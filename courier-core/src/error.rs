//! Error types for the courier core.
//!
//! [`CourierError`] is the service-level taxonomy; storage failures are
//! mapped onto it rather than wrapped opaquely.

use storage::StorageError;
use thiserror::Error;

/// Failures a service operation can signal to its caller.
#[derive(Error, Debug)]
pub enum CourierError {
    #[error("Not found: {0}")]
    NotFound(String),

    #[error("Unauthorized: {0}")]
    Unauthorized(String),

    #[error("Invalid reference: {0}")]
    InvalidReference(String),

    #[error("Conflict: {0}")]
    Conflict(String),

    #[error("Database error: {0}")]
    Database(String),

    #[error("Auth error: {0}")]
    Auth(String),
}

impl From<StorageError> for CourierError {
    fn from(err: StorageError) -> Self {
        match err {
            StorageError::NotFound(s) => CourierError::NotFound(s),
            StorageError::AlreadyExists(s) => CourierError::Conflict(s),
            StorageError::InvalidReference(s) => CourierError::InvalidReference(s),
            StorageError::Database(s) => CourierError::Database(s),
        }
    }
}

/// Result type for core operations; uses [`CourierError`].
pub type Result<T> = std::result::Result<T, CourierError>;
* * *
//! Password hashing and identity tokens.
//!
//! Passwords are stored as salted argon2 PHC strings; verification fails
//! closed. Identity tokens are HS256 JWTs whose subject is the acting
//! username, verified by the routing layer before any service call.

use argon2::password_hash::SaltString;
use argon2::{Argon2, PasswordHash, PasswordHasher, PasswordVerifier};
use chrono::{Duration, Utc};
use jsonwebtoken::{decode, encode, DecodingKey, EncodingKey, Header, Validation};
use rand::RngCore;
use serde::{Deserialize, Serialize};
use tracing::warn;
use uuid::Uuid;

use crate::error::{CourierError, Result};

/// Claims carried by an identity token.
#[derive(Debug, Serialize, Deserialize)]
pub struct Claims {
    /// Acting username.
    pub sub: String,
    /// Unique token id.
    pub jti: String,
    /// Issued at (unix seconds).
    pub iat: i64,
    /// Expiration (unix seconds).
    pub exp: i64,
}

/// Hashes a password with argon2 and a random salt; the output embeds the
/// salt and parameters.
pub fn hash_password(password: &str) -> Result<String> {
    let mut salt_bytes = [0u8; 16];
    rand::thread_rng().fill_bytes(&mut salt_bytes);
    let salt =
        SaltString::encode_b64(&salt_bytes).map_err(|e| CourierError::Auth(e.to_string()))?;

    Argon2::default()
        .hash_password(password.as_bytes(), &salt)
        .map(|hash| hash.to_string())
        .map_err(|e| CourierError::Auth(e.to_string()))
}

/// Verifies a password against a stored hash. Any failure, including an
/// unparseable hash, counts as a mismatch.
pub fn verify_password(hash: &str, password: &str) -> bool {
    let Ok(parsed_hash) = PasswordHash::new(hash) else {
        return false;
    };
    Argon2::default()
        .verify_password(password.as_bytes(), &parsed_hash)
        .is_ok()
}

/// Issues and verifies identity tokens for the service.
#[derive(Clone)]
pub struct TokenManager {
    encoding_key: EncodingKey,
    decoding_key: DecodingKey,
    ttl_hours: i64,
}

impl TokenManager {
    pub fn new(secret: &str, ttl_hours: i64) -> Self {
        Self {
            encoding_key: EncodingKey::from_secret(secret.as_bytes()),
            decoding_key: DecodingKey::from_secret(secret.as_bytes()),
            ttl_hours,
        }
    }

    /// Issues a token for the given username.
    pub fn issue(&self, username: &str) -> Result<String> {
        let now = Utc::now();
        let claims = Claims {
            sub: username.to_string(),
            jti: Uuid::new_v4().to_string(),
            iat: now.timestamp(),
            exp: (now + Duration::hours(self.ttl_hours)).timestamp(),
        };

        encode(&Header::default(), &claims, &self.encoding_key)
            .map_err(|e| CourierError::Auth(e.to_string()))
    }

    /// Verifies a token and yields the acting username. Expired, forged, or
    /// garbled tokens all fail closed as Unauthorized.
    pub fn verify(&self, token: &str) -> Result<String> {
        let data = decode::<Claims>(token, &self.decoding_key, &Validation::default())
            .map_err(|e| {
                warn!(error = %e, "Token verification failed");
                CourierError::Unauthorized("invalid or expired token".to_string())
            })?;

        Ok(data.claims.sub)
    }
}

**Prompt**
In the listing above, start at the line with "filename courier-core/src/error.rs", go on through the line with "use thiserror::Error;", and copy each of those lines exactly; leave out all the rest.

**Result**
filename courier-core/src/error.rs
//! Error types for the courier core.
//!
//! [`CourierError`] is the service-level taxonomy; storage failures are
//! mapped onto it rather than wrapped opaquely.

use storage::StorageError;
use thiserror::Error;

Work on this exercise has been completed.